Traits généraux ou nuances spécifiques des micro-climats, tout concourt à donner de cette région centrale du Jura une impression de rudesse climatique rebutante pour l’homme et ses cultures ; pourtant, le froid et l’humidité qui la caractérisent profitent indéniablement à la forêt, en particulier la forêt de résineux.

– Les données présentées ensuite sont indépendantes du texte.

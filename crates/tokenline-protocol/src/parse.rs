//! Parsing Claude Code status line JSON.
//!
//! Claude Code pipes one JSON object to the status line command on every
//! refresh. Any field may be missing, null, or of an unexpected type; each
//! one degrades to its default independently instead of failing the whole
//! payload.

use serde::de::DeserializeOwned;
use serde::{Deserialize, Deserializer};
use serde_json::Value;
use tokenline_core::{
    DomainError, DomainResult, LinesChanged, Money, SessionDuration, SessionId, StatusSnapshot,
    TokenCount, TokenPair, DEFAULT_CONTEXT_WINDOW,
};
use tracing::{debug, warn};

/// Raw status line JSON structure from Claude Code.
///
/// All fields are optional to handle partial updates.
#[derive(Debug, Clone, Default, Deserialize)]
pub struct RawStatusLine {
    #[serde(default, deserialize_with = "lenient_string")]
    pub session_id: Option<String>,
    #[serde(default, deserialize_with = "lenient_string")]
    pub cwd: Option<String>,
    #[serde(default, deserialize_with = "lenient")]
    pub model: Option<RawModel>,
    #[serde(default, deserialize_with = "lenient")]
    pub workspace: Option<RawWorkspace>,
    #[serde(default, deserialize_with = "lenient_string")]
    pub version: Option<String>,
    #[serde(default, deserialize_with = "lenient")]
    pub cost: Option<RawCost>,
    #[serde(default, deserialize_with = "lenient")]
    pub context_window: Option<RawContextWindow>,
}

#[derive(Debug, Clone, Default, Deserialize)]
pub struct RawModel {
    #[serde(default, deserialize_with = "lenient_string")]
    pub id: Option<String>,
    #[serde(default, deserialize_with = "lenient_string")]
    pub display_name: Option<String>,
}

#[derive(Debug, Clone, Default, Deserialize)]
pub struct RawWorkspace {
    #[serde(default, deserialize_with = "lenient_string")]
    pub current_dir: Option<String>,
}

#[derive(Debug, Clone, Default, Deserialize)]
pub struct RawCost {
    #[serde(default, deserialize_with = "lenient_f64")]
    pub total_cost_usd: f64,
    #[serde(default, deserialize_with = "lenient_u64")]
    pub total_duration_ms: u64,
    #[serde(default, deserialize_with = "lenient_u64")]
    pub total_lines_added: u64,
    #[serde(default, deserialize_with = "lenient_u64")]
    pub total_lines_removed: u64,
}

#[derive(Debug, Clone, Default, Deserialize)]
pub struct RawContextWindow {
    #[serde(default, deserialize_with = "lenient_u64")]
    pub total_input_tokens: u64,
    #[serde(default, deserialize_with = "lenient_u64")]
    pub total_output_tokens: u64,
    #[serde(default, deserialize_with = "lenient_u64")]
    pub context_window_size: u64,
    #[serde(default, deserialize_with = "lenient")]
    pub current_usage: Option<RawCurrentUsage>,
}

#[derive(Debug, Clone, Default, Deserialize)]
pub struct RawCurrentUsage {
    #[serde(default, deserialize_with = "lenient_u64")]
    pub input_tokens: u64,
    #[serde(default, deserialize_with = "lenient_u64")]
    pub output_tokens: u64,
    #[serde(default, deserialize_with = "lenient_u64")]
    pub cache_creation_input_tokens: u64,
    #[serde(default, deserialize_with = "lenient_u64")]
    pub cache_read_input_tokens: u64,
}

impl RawStatusLine {
    /// Parses a status line payload.
    ///
    /// Only fails when the input is not a JSON object at all.
    pub fn parse(input: &str) -> DomainResult<Self> {
        serde_json::from_str(input).map_err(|e| DomainError::ParseError {
            field: "status line".to_string(),
            reason: e.to_string(),
        })
    }

    /// Converts raw JSON data to a StatusSnapshot, filling defaults.
    pub fn to_snapshot(&self) -> StatusSnapshot {
        let cost = self.cost.clone().unwrap_or_default();
        let context = self.context_window.clone().unwrap_or_default();
        let current = context.current_usage.clone().unwrap_or_default();
        let model = self.model.clone().unwrap_or_default();

        // Context in use = cache reads + fresh input + cache writes.
        let context_tokens = TokenCount::new(current.cache_read_input_tokens)
            .saturating_add(TokenCount::new(current.input_tokens))
            .saturating_add(TokenCount::new(current.cache_creation_input_tokens));

        let cwd = self
            .workspace
            .as_ref()
            .and_then(|w| w.current_dir.clone())
            .or_else(|| self.cwd.clone());

        StatusSnapshot {
            session_id: SessionId::from_optional(self.session_id.as_deref()),
            cumulative: TokenPair::new(context.total_input_tokens, context.total_output_tokens),
            context_tokens,
            context_window_size: if context.context_window_size == 0 {
                DEFAULT_CONTEXT_WINDOW
            } else {
                context.context_window_size
            },
            model_id: model.id,
            model_display_name: model.display_name,
            cwd,
            version: self.version.clone(),
            cost: Money::from_usd(cost.total_cost_usd),
            duration: SessionDuration::from_total_ms(cost.total_duration_ms),
            lines: LinesChanged::new(cost.total_lines_added, cost.total_lines_removed),
        }
    }
}

/// Reads a snapshot from raw stdin contents.
///
/// Malformed input yields the default snapshot (sentinel session, zero
/// counters) so the status line still renders.
pub fn read_snapshot(input: &str) -> StatusSnapshot {
    if input.trim().is_empty() {
        debug!("Empty status line payload");
        return StatusSnapshot::default();
    }
    match RawStatusLine::parse(input) {
        Ok(raw) => raw.to_snapshot(),
        Err(e) => {
            warn!(error = %e, "Malformed status line payload, using defaults");
            StatusSnapshot::default()
        }
    }
}

// ============================================================================
// Lenient field deserializers
// ============================================================================

/// Deserializes a nested object, turning anything that is not a valid
/// object into None.
fn lenient<'de, D, T>(deserializer: D) -> Result<Option<T>, D::Error>
where
    D: Deserializer<'de>,
    T: DeserializeOwned,
{
    let value = Option::<Value>::deserialize(deserializer)?;
    Ok(match value {
        Some(object @ Value::Object(_)) => serde_json::from_value(object).ok(),
        _ => None,
    })
}

fn lenient_string<'de, D>(deserializer: D) -> Result<Option<String>, D::Error>
where
    D: Deserializer<'de>,
{
    let value = Option::<Value>::deserialize(deserializer)?;
    Ok(match value {
        Some(Value::String(s)) if !s.trim().is_empty() => Some(s),
        Some(Value::Number(n)) => Some(n.to_string()),
        _ => None,
    })
}

fn lenient_u64<'de, D>(deserializer: D) -> Result<u64, D::Error>
where
    D: Deserializer<'de>,
{
    let value = Option::<Value>::deserialize(deserializer)?;
    Ok(value.as_ref().and_then(value_as_u64).unwrap_or(0))
}

fn lenient_f64<'de, D>(deserializer: D) -> Result<f64, D::Error>
where
    D: Deserializer<'de>,
{
    let value = Option::<Value>::deserialize(deserializer)?;
    let number = match value {
        Some(Value::Number(n)) => n.as_f64(),
        Some(Value::String(s)) => s.trim().parse::<f64>().ok(),
        _ => None,
    };
    Ok(number.filter(|f| f.is_finite() && *f >= 0.0).unwrap_or(0.0))
}

/// Non-negative integers, numeric strings, and non-negative floats
/// (truncated). Everything else is rejected.
fn value_as_u64(value: &Value) -> Option<u64> {
    match value {
        Value::Number(n) => n.as_u64().or_else(|| {
            n.as_f64()
                .filter(|f| f.is_finite() && *f >= 0.0 && *f <= u64::MAX as f64)
                .map(|f| f as u64)
        }),
        Value::String(s) => s.trim().parse::<u64>().ok(),
        _ => None,
    }
}

#[cfg(test)]
mod tests {
    use super::*;

    #[test]
    fn test_full_status_line() {
        let json = r#"{
            "session_id": "test-123",
            "cwd": "/home/u/project",
            "model": {"id": "claude-opus-4-5-20251101", "display_name": "Opus 4.5"},
            "workspace": {"current_dir": "/home/u/project/src", "project_dir": "/home/u/project"},
            "version": "1.0.80",
            "cost": {
                "total_cost_usd": 0.35,
                "total_duration_ms": 35000,
                "total_lines_added": 150,
                "total_lines_removed": 30
            },
            "context_window": {
                "total_input_tokens": 5000,
                "total_output_tokens": 1200,
                "context_window_size": 200000,
                "current_usage": {
                    "input_tokens": 1000,
                    "output_tokens": 500,
                    "cache_creation_input_tokens": 2000,
                    "cache_read_input_tokens": 40000
                }
            }
        }"#;

        let snapshot = read_snapshot(json);
        assert_eq!(snapshot.session_id.as_str(), "test-123");
        assert_eq!(snapshot.cumulative, TokenPair::new(5000, 1200));
        assert_eq!(snapshot.context_tokens.as_u64(), 43_000);
        assert_eq!(snapshot.cwd.as_deref(), Some("/home/u/project/src"));
        assert_eq!(snapshot.model_label(), "Opus 4.5");
        assert_eq!(snapshot.version_label().as_deref(), Some("v1.0.80"));
        assert!((snapshot.cost.as_usd() - 0.35).abs() < 0.001);
        assert_eq!(snapshot.duration.total_ms(), 35_000);
        assert_eq!(snapshot.lines, LinesChanged::new(150, 30));
    }

    #[test]
    fn test_missing_session_id_uses_sentinel() {
        let snapshot = read_snapshot(r#"{"context_window": {"total_input_tokens": 10}}"#);
        assert!(snapshot.session_id.is_unknown());
        assert_eq!(snapshot.cumulative, TokenPair::new(10, 0));
    }

    #[test]
    fn test_null_fields_default() {
        let json = r#"{
            "session_id": null,
            "model": null,
            "cost": null,
            "context_window": {"total_input_tokens": null, "current_usage": null}
        }"#;
        let snapshot = read_snapshot(json);
        assert!(snapshot.session_id.is_unknown());
        assert_eq!(snapshot.cumulative, TokenPair::zero());
        assert_eq!(snapshot.context_window_size, DEFAULT_CONTEXT_WINDOW);
    }

    #[test]
    fn test_invalid_numbers_default_to_zero() {
        let json = r#"{
            "session_id": "s",
            "context_window": {
                "total_input_tokens": -5,
                "total_output_tokens": "42",
                "context_window_size": "lots"
            },
            "cost": {"total_cost_usd": "free", "total_duration_ms": 12.7}
        }"#;
        let snapshot = read_snapshot(json);
        assert_eq!(snapshot.cumulative, TokenPair::new(0, 42));
        assert_eq!(snapshot.context_window_size, DEFAULT_CONTEXT_WINDOW);
        assert!(snapshot.cost.is_zero());
        assert_eq!(snapshot.duration.total_ms(), 12);
    }

    #[test]
    fn test_wrongly_typed_objects_are_ignored() {
        let json = r#"{"session_id": "s", "model": "opus", "context_window": [1, 2]}"#;
        let snapshot = read_snapshot(json);
        assert_eq!(snapshot.session_id.as_str(), "s");
        assert_eq!(snapshot.model_id, None);
        assert_eq!(snapshot.cumulative, TokenPair::zero());
    }

    #[test]
    fn test_numeric_session_id() {
        let snapshot = read_snapshot(r#"{"session_id": 1234}"#);
        assert_eq!(snapshot.session_id.as_str(), "1234");
    }

    #[test]
    fn test_malformed_json_yields_default() {
        assert_eq!(read_snapshot("{ not json"), StatusSnapshot::default());
        assert_eq!(read_snapshot(""), StatusSnapshot::default());
        assert_eq!(read_snapshot("[]"), StatusSnapshot::default());
    }

    #[test]
    fn test_parse_reports_error() {
        let err = RawStatusLine::parse("nope").unwrap_err();
        assert!(matches!(err, DomainError::ParseError { .. }));
    }

    #[test]
    fn test_cwd_fallback_without_workspace() {
        let snapshot = read_snapshot(r#"{"cwd": "/tmp/x"}"#);
        assert_eq!(snapshot.cwd.as_deref(), Some("/tmp/x"));
    }
}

Ainsi posées toutes les données stables ou fluctuantes concernant l’écosystème forestier, il est nécessaire, pour situer plus commodément les choses et comprendre ce qu’a pu être la forêt médiévale, de se référer d’abord à ce que les botanistes et forestiers contemporains peuvent nous apprendre de la composition actuelle de la forêt jurassienne d’altitude.